Posted on:2010-10-24Degree:Ph.DType:Dissertation
University:Wayne State UniversityCandidate:Nartker, Carrie EFull Text:PDF
GTID:1445390002482009Subject:Literature
Abstract/Summary:
My dissertation concentrates on the changing dynamics of gender and sexuality in Restoration dramas where female characters masquerade as men. I analyze the social, sexual, and legal ramifications that occur when these female characters destabilize gender norms by masquerading as men and interacting with other characters. I examine how these masquerades reinforce already established gender and sexual ideologies, thus constructing the female body as a commodity. Within the confined space of the theatre, gender maintains a certain fluidity that allows audiences to witness the donning and performing of masculinity and femininity, as well as considerations of what characteristics support these constructs of male and female. However, regardless of the power a female character has during the play while she is masquerading as a male, her fate is always decided by men. In conjunction with my definition of masquerade, I also employ Luce Irigaray's idea that "[T]he commodity obviously cannot exist alone, but there is no such thing as a commodity, either, so long as there are not at least two men to make an exchange. In order for a product---a woman?---to have value, two men, at least, have to invest (in) her" (181).

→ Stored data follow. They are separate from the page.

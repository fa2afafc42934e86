//! Player profile: roster and contract card, season history, usage trend and
//! weekly scoring.

use std::collections::HashMap;

use serde::Serialize;

use super::common::{fmt_opt, print_json, DashboardContext, DataOutcome};
use crate::{
    cli::types::{Position, SeasonType, Week},
    core::CacheKey,
    error::DraftGuideError,
    pipeline::{
        metrics::{per_game, share_pct},
        DerivedMetrics, NOT_AVAILABLE,
    },
    storage::{ContractRecord, SeasonStatRecord},
    PlayerId, Result, Season,
};

#[derive(Debug, Clone, PartialEq, Eq, Hash)]
pub struct PlayerProfileKey {
    pub player_id: PlayerId,
    pub weekly_season: Option<Season>,
}

impl CacheKey for PlayerProfileKey {
    fn label(&self) -> String {
        match self.weekly_season {
            Some(season) => format!("player_profile:{}:{}", self.player_id, season),
            None => format!("player_profile:{}:latest", self.player_id),
        }
    }
}

/// Contract and draft details as display strings; missing values are `N/A`.
#[derive(Debug, Clone, PartialEq, Eq, Serialize)]
pub struct ContractCard {
    pub year_signed: String,
    pub years: String,
    pub value: String,
    pub guaranteed: String,
    pub draft_year: String,
    pub draft_team: String,
    pub draft_round: String,
    pub draft_overall: String,
}

impl ContractCard {
    pub fn from_record(record: Option<&ContractRecord>) -> Self {
        fn text<T: ToString>(value: Option<T>) -> String {
            value
                .map(|v| v.to_string())
                .unwrap_or_else(|| NOT_AVAILABLE.to_string())
        }
        fn millions(value: Option<f64>) -> String {
            value
                .map(|v| fmt_dollars(v * 1_000_000.0))
                .unwrap_or_else(|| NOT_AVAILABLE.to_string())
        }
        Self {
            year_signed: text(record.and_then(|c| c.year_signed)),
            years: text(record.and_then(|c| c.years)),
            value: millions(record.and_then(|c| c.value)),
            guaranteed: millions(record.and_then(|c| c.guaranteed)),
            draft_year: text(record.and_then(|c| c.draft_year)),
            draft_team: text(record.and_then(|c| c.draft_team.clone())),
            draft_round: text(record.and_then(|c| c.draft_round)),
            draft_overall: text(record.and_then(|c| c.draft_overall)),
        }
    }
}

/// Whole dollars with thousands separators, e.g. `$141,480,000`.
fn fmt_dollars(amount: f64) -> String {
    let whole = amount.round() as i64;
    let digits = whole.unsigned_abs().to_string();
    let mut grouped = String::with_capacity(digits.len() + digits.len() / 3);
    for (i, ch) in digits.chars().enumerate() {
        if i > 0 && (digits.len() - i) % 3 == 0 {
            grouped.push(',');
        }
        grouped.push(ch);
    }
    let sign = if whole < 0 { "-" } else { "" };
    format!("{}${}", sign, grouped)
}

#[derive(Debug, Clone, PartialEq, Serialize)]
pub struct PlayerSeasonRow {
    pub season: Season,
    pub team: String,
    pub games_played: u32,
    pub passing_yards: f64,
    pub rushing_yards: f64,
    pub receiving_yards: f64,
    pub total_yards: f64,
    pub total_tds: f64,
    pub fantasy_points: f64,
    pub fantasy_points_ppr: f64,
    pub fantasy_points_ppr_pg: Option<f64>,
    /// `HC: X (Interim: Y), OC: Z`
    pub coach_label: String,
}

#[derive(Debug, Clone, PartialEq, Serialize)]
pub struct UsagePoint {
    pub season: Season,
    pub team: String,
    pub value: Option<f64>,
}

/// Position-specific usage trend across seasons.
#[derive(Debug, Clone, PartialEq, Serialize)]
pub struct UsageSeries {
    pub label: String,
    pub points: Vec<UsagePoint>,
}

#[derive(Debug, Clone, PartialEq, Serialize)]
pub struct WeeklyPoint {
    pub week: Week,
    pub season_type: SeasonType,
    pub team: String,
    pub fantasy_points: f64,
    pub fantasy_points_ppr: f64,
}

#[derive(Debug, Clone, PartialEq, Serialize)]
pub struct PlayerProfile {
    pub player_id: PlayerId,
    pub name: String,
    pub position: String,
    pub team: String,
    pub contract: ContractCard,
    pub seasons: Vec<PlayerSeasonRow>,
    pub usage: DataOutcome<UsageSeries>,
    pub weekly_season: Option<Season>,
    pub weekly: DataOutcome<Vec<WeeklyPoint>>,
}

/// Everything known about one player.
///
/// `weekly_season` picks the season of the weekly scoring series; without it
/// the latest season with weekly rows is used.
///
/// # Errors
///
/// [`DraftGuideError::PlayerNotFound`] when the id is absent from the roster,
/// the season records and the weekly rows alike.
pub fn player_profile(
    ctx: &DashboardContext,
    player_id: &PlayerId,
    weekly_season: Option<Season>,
) -> Result<DataOutcome<PlayerProfile>> {
    let key = PlayerProfileKey {
        player_id: player_id.clone(),
        weekly_season,
    };
    ctx.caches.player_profile.try_get_or_compute(key, || {
        build_player_profile(ctx, player_id, weekly_season).map(DataOutcome::Available)
    })
}

fn build_player_profile(
    ctx: &DashboardContext,
    player_id: &PlayerId,
    weekly_season: Option<Season>,
) -> Result<PlayerProfile> {
    let roster = ctx.data.roster_entry(player_id);
    let records: Vec<&SeasonStatRecord> = ctx
        .season_records
        .iter()
        .filter(|r| &r.player_id == player_id)
        .collect();
    let weekly_rows: Vec<_> = ctx
        .data
        .weekly()
        .iter()
        .filter(|w| &w.player_id == player_id)
        .collect();

    if roster.is_none() && records.is_empty() && weekly_rows.is_empty() {
        return Err(DraftGuideError::PlayerNotFound {
            id: player_id.to_string(),
        });
    }

    let latest = records.iter().max_by_key(|r| r.season);
    let name = roster
        .map(|r| r.player_name.clone())
        .or_else(|| latest.map(|r| r.player_display_name.clone()))
        .or_else(|| weekly_rows.first().map(|w| w.player_display_name.clone()))
        .unwrap_or_else(|| player_id.to_string());
    let position = roster
        .map(|r| r.position.clone())
        .or_else(|| latest.map(|r| r.position.to_string()))
        .or_else(|| weekly_rows.first().map(|w| w.position.clone()))
        .unwrap_or_else(|| NOT_AVAILABLE.to_string());
    let team = roster
        .map(|r| r.team.clone())
        .unwrap_or_else(|| NOT_AVAILABLE.to_string());

    let mut sorted = records.clone();
    sorted.sort_by(|a, b| a.season.cmp(&b.season).then(a.recent_team.cmp(&b.recent_team)));

    let seasons = sorted
        .iter()
        .map(|r| {
            let m = DerivedMetrics::for_record(r);
            PlayerSeasonRow {
                season: r.season,
                team: r.recent_team.clone(),
                games_played: r.games_played,
                passing_yards: r.stats.passing_yards,
                rushing_yards: r.stats.rushing_yards,
                receiving_yards: r.stats.receiving_yards,
                total_yards: m.total_yards,
                total_tds: m.total_tds,
                fantasy_points: r.stats.fantasy_points,
                fantasy_points_ppr: r.stats.fantasy_points_ppr,
                fantasy_points_ppr_pg: m.fantasy_points_ppr_pg,
                coach_label: ctx.coaches.coach_label(&r.recent_team, r.season),
            }
        })
        .collect();

    let usage = match position.parse::<Position>() {
        Ok(pos) if !sorted.is_empty() => DataOutcome::Available(usage_series(ctx, pos, &sorted)),
        _ => DataOutcome::no_data(format!("No usage trend for {}", name)),
    };

    let weekly_season =
        weekly_season.or_else(|| weekly_rows.iter().map(|w| w.season).max());
    let mut weekly: Vec<WeeklyPoint> = weekly_rows
        .iter()
        .filter(|w| Some(w.season) == weekly_season)
        .map(|w| WeeklyPoint {
            week: w.week,
            season_type: w.season_type,
            team: w.recent_team.clone(),
            fantasy_points: w.stats.fantasy_points,
            fantasy_points_ppr: w.stats.fantasy_points_ppr,
        })
        .collect();
    weekly.sort_by_key(|w| w.week);
    let weekly = if weekly.is_empty() {
        DataOutcome::no_data(match weekly_season {
            Some(season) => format!("No weekly data for {} in {}", name, season),
            None => format!("No weekly data for {}", name),
        })
    } else {
        DataOutcome::Available(weekly)
    };

    Ok(PlayerProfile {
        player_id: player_id.clone(),
        name,
        position,
        team,
        contract: ContractCard::from_record(ctx.data.contract(player_id)),
        seasons,
        usage,
        weekly_season,
        weekly,
    })
}

/// QBs: attempts per game. RBs: share of team total yards. Receivers and
/// tight ends: target share.
fn usage_series(
    ctx: &DashboardContext,
    position: Position,
    records: &[&SeasonStatRecord],
) -> UsageSeries {
    let label = match position {
        Position::QB => "Passing Attempts per Game",
        Position::RB => "Usage (% of Team Total Offense)",
        Position::WR | Position::TE => "Target Share (%)",
    };

    // Team yards over every position, passing + rushing + receiving
    let team_yards: HashMap<(Season, &str), f64> = if position == Position::RB {
        let mut totals = HashMap::new();
        for r in &ctx.season_records {
            *totals
                .entry((r.season, r.recent_team.as_str()))
                .or_insert(0.0) += r.stats.total_yards();
        }
        totals
    } else {
        HashMap::new()
    };

    let points = records
        .iter()
        .map(|r| {
            let value = match position {
                Position::QB => per_game(r.stats.attempts, r.games_played),
                Position::RB => share_pct(
                    r.stats.total_yards(),
                    team_yards
                        .get(&(r.season, r.recent_team.as_str()))
                        .copied()
                        .unwrap_or(0.0),
                ),
                Position::WR | Position::TE => r.target_share.map(|t| t * 100.0),
            };
            UsagePoint {
                season: r.season,
                team: r.recent_team.clone(),
                value,
            }
        })
        .collect();

    UsageSeries {
        label: label.to_string(),
        points,
    }
}

/// Handle the player profile command
pub fn handle_player_profile(
    ctx: &DashboardContext,
    player_id: &PlayerId,
    weekly_season: Option<Season>,
    as_json: bool,
) -> Result<()> {
    let outcome = player_profile(ctx, player_id, weekly_season)?;
    if as_json {
        return print_json(&outcome);
    }
    let Some(profile) = outcome.available() else {
        return Ok(());
    };

    println!("{} ({}) - {} {}", profile.name, profile.player_id, profile.team, profile.position);
    let c = &profile.contract;
    println!(
        "Contract: signed {} for {} years, {} ({} guaranteed)",
        c.year_signed, c.years, c.value, c.guaranteed
    );
    println!(
        "Draft: {} {} round {} pick {}",
        c.draft_year, c.draft_team, c.draft_round, c.draft_overall
    );

    println!();
    for s in &profile.seasons {
        println!(
            "{} {:<5} {:>2} gp {:>6.0} yds {:>3.0} td {:>6.1} ppr {:>5} ppg  {}",
            s.season,
            s.team,
            s.games_played,
            s.total_yards,
            s.total_tds,
            s.fantasy_points_ppr,
            fmt_opt(s.fantasy_points_ppr_pg, 1),
            s.coach_label
        );
    }

    match &profile.usage {
        DataOutcome::Available(series) => {
            println!();
            println!("{}", series.label);
            for p in &series.points {
                println!("{} {:<5} {}", p.season, p.team, fmt_opt(p.value, 1));
            }
        }
        DataOutcome::NoData { reason } => println!("{}", reason),
    }

    println!();
    match &profile.weekly {
        DataOutcome::Available(weeks) => {
            if let Some(season) = profile.weekly_season {
                println!("{} weekly scoring", season);
            }
            for w in weeks {
                println!(
                    "Week {:>2} {:<4} {:<5} {:>5.1} std {:>5.1} ppr",
                    w.week, w.season_type, w.team, w.fantasy_points, w.fantasy_points_ppr
                );
            }
        }
        DataOutcome::NoData { reason } => println!("{}", reason),
    }
    Ok(())
}
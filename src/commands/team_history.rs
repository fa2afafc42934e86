//! Franchise history: season-by-season offense, usage by position and the
//! current coaching staff.

use std::collections::BTreeMap;

use serde::Serialize;

use super::common::{fmt_opt, fmt_rank, print_json, DashboardContext, DataOutcome};
use crate::{
    cli::types::{Position, TeamMetric},
    core::CacheKey,
    error::DraftGuideError,
    pipeline::{competition_ranks, metrics::share_pct, rank_team_totals, CoachSlot},
    storage::CoachRole,
    Result, Season, TeamId,
};

#[derive(Debug, Clone, PartialEq, Eq, Hash)]
pub struct TeamHistoryKey {
    pub team: String,
}

impl CacheKey for TeamHistoryKey {
    fn label(&self) -> String {
        format!("team_history:{}", self.team)
    }
}

#[derive(Debug, Clone, PartialEq, Serialize)]
pub struct TeamSeasonRow {
    pub season: Season,
    pub head_coach: String,
    pub offensive_coordinator: String,
    pub interim_head_coach: String,
    pub interim_offensive_coordinator: String,
    pub passing_yards: f64,
    pub rushing_yards: f64,
    pub passing_tds: f64,
    pub rushing_tds: f64,
    pub pass_rank: Option<u32>,
    pub rush_rank: Option<u32>,
    pub total_rank: Option<u32>,
    pub pass_pct: Option<f64>,
    pub run_pct: Option<f64>,
}

/// Share of the team's WR/RB/TE targets going to one position.
#[derive(Debug, Clone, PartialEq, Serialize)]
pub struct PositionShareRow {
    pub season: Season,
    pub position: Position,
    pub targets: f64,
    pub target_share_pct: Option<f64>,
}

#[derive(Debug, Clone, PartialEq, Serialize)]
pub struct PositionPointsRow {
    pub season: Season,
    pub position: Position,
    pub fantasy_points_ppr: f64,
    /// Rank among all teams at this position in the season.
    pub rank: Option<u32>,
}

#[derive(Debug, Clone, PartialEq, Eq, Serialize)]
pub struct HiredCoach {
    pub name: String,
    pub hired: Option<Season>,
}

#[derive(Debug, Clone, PartialEq, Eq, Serialize)]
pub struct CurrentStaff {
    pub season: Season,
    pub head_coach: Vec<HiredCoach>,
    pub offensive_coordinator: Vec<HiredCoach>,
}

#[derive(Debug, Clone, PartialEq, Serialize)]
pub struct TeamHistory {
    pub team: String,
    pub team_id: Option<TeamId>,
    pub seasons: Vec<TeamSeasonRow>,
    pub target_share: Vec<PositionShareRow>,
    pub ppr_by_position: Vec<PositionPointsRow>,
    pub current_staff: DataOutcome<CurrentStaff>,
}

/// History of one franchise. Historical codes (`OAK`, `SD`, ...) resolve to
/// the current franchise.
///
/// # Errors
///
/// [`DraftGuideError::TeamNotFound`] for a code that is neither a known
/// franchise nor present in the loaded statistics.
pub fn team_history(ctx: &DashboardContext, team: &str) -> Result<DataOutcome<TeamHistory>> {
    let canonical = ctx.registry.normalize(&team.trim().to_uppercase());
    let key = TeamHistoryKey {
        team: canonical.abbr.clone(),
    };
    ctx.caches
        .team_history
        .try_get_or_compute(key, || build_team_history(ctx, &canonical.abbr, team))
}

fn build_team_history(
    ctx: &DashboardContext,
    team: &str,
    requested: &str,
) -> Result<DataOutcome<TeamHistory>> {
    let has_stats = ctx.team_totals.iter().any(|t| t.team == team);
    let has_coaches = ctx.coaches.latest_season(team).is_some();
    if !ctx.registry.is_known(team) && !has_stats && !has_coaches {
        return Err(DraftGuideError::TeamNotFound {
            team: requested.to_string(),
        });
    }
    if !has_stats {
        return Ok(DataOutcome::no_data(format!("No statistics for {}", team)));
    }

    let pass = rank_team_totals(&ctx.team_totals, TeamMetric::PassingYards);
    let rush = rank_team_totals(&ctx.team_totals, TeamMetric::RushingYards);
    let total = rank_team_totals(&ctx.team_totals, TeamMetric::TotalYards);

    let seasons: Vec<TeamSeasonRow> = ctx
        .team_totals
        .iter()
        .enumerate()
        .filter(|(_, t)| t.team == team)
        .map(|(i, t)| {
            let staff = ctx.coaches.staff(team, t.season);
            TeamSeasonRow {
                season: t.season,
                head_coach: staff.head_coach.display(),
                offensive_coordinator: staff.offensive_coordinator.display(),
                interim_head_coach: staff.interim_head_coach.display(),
                interim_offensive_coordinator: staff.interim_offensive_coordinator.display(),
                passing_yards: t.stats.passing_yards,
                rushing_yards: t.stats.rushing_yards,
                passing_tds: t.stats.passing_tds,
                rushing_tds: t.stats.rushing_tds,
                pass_rank: pass[i].rank,
                rush_rank: rush[i].rank,
                total_rank: total[i].rank,
                pass_pct: t.pass_pct,
                run_pct: t.run_pct,
            }
        })
        .collect();

    // Target share among the team's receiving positions
    let mut targets: BTreeMap<(Season, Position), f64> = BTreeMap::new();
    for r in ctx.season_records.iter().filter(|r| r.recent_team == team) {
        if Position::RECEIVING.contains(&r.position) {
            *targets.entry((r.season, r.position)).or_default() += r.stats.targets;
        }
    }
    let mut season_targets: BTreeMap<Season, f64> = BTreeMap::new();
    for ((season, _), t) in &targets {
        *season_targets.entry(*season).or_default() += t;
    }
    let target_share = targets
        .iter()
        .map(|(&(season, position), &t)| PositionShareRow {
            season,
            position,
            targets: t,
            target_share_pct: share_pct(t, season_targets.get(&season).copied().unwrap_or(0.0)),
        })
        .collect();

    // PPR points by position, ranked against every team
    let mut points: BTreeMap<(Season, Position, String), f64> = BTreeMap::new();
    for r in &ctx.season_records {
        *points
            .entry((r.season, r.position, r.recent_team.clone()))
            .or_default() += r.stats.fantasy_points_ppr;
    }
    let rows: Vec<((Season, Position, String), f64)> = points.into_iter().collect();
    let ranks = competition_ranks(&rows, |row| (row.0 .0, row.0 .1), |row| Some(row.1));
    let ppr_by_position = rows
        .into_iter()
        .zip(ranks)
        .filter(|(((_, _, t), _), _)| t == team)
        .map(|(((season, position, _), pts), rank)| PositionPointsRow {
            season,
            position,
            fantasy_points_ppr: pts,
            rank,
        })
        .collect();

    let current_staff = match ctx.coaches.latest_season(team) {
        Some(season) => {
            let hired = |slot: CoachSlot, role: CoachRole| -> Vec<HiredCoach> {
                let role = if slot.via_play_caller {
                    CoachRole::HeadCoach
                } else {
                    role
                };
                slot.names
                    .into_iter()
                    .map(|name| HiredCoach {
                        hired: ctx.coaches.hire_year(&name, team, role),
                        name,
                    })
                    .collect()
            };
            DataOutcome::Available(CurrentStaff {
                season,
                head_coach: hired(
                    ctx.coaches.resolve(team, season, CoachRole::HeadCoach),
                    CoachRole::HeadCoach,
                ),
                offensive_coordinator: hired(
                    ctx.coaches
                        .resolve(team, season, CoachRole::OffensiveCoordinator),
                    CoachRole::OffensiveCoordinator,
                ),
            })
        }
        None => DataOutcome::no_data(format!("No coaching staff on record for {}", team)),
    };

    Ok(DataOutcome::Available(TeamHistory {
        team: team.to_string(),
        team_id: ctx.registry.team_id(team),
        seasons,
        target_share,
        ppr_by_position,
        current_staff,
    }))
}

fn hired_display(coaches: &[HiredCoach]) -> String {
    if coaches.is_empty() {
        return "Not available".to_string();
    }
    coaches
        .iter()
        .map(|c| match c.hired {
            Some(year) => format!("{} (Hired {})", c.name, year),
            None => c.name.clone(),
        })
        .collect::<Vec<_>>()
        .join(", ")
}

/// Handle the team history command
pub fn handle_team_history(ctx: &DashboardContext, team: &str, as_json: bool) -> Result<()> {
    let outcome = team_history(ctx, team)?;
    if as_json {
        return print_json(&outcome);
    }

    let history = match outcome {
        DataOutcome::Available(history) => history,
        DataOutcome::NoData { reason } => {
            println!("{}", reason);
            return Ok(());
        }
    };

    println!("{} Team History", history.team);
    match &history.current_staff {
        DataOutcome::Available(staff) => {
            println!("{} Head Coach: {}", staff.season, hired_display(&staff.head_coach));
            println!(
                "{} Offensive Coordinator: {}",
                staff.season,
                hired_display(&staff.offensive_coordinator)
            );
        }
        DataOutcome::NoData { reason } => println!("{}", reason),
    }

    println!();
    println!(
        "{:<6} {:<24} {:<24} {:>8} {:>5} {:>8} {:>5} {:>7} {:>7}",
        "Season", "HC", "OC", "Pass Yds", "Rank", "Rush Yds", "Rank", "Pass %", "Run %"
    );
    for s in &history.seasons {
        println!(
            "{:<6} {:<24} {:<24} {:>8.0} {:>5} {:>8.0} {:>5} {:>7} {:>7}",
            s.season,
            s.head_coach,
            s.offensive_coordinator,
            s.passing_yards,
            fmt_rank(s.pass_rank),
            s.rushing_yards,
            fmt_rank(s.rush_rank),
            fmt_opt(s.pass_pct, 2),
            fmt_opt(s.run_pct, 2)
        );
    }

    println!();
    println!("PPR points by position (league rank)");
    for p in &history.ppr_by_position {
        println!(
            "{:<6} {:<3} {:>7.1} #{}",
            p.season,
            p.position,
            p.fantasy_points_ppr,
            fmt_rank(p.rank)
        );
    }
    Ok(())
}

My interest is how the masquerading character is one of these "men." Though my primary focus is on gender and sexuality regarding female characters masquerading as men, I also look at gender and sexuality in a larger context, analyzing how the female characters masquerading as men affect the gender and sexuality of other male and female characters in the play. These other characters participate in what I term "gender transgressions." Gender transgressions are different from gender masquerades in that these characters who are transgressing gender boundaries are not doing so voluntarily; rather, they are behaving in ways contrary to their expected gender norms in response to circumstances out of their control.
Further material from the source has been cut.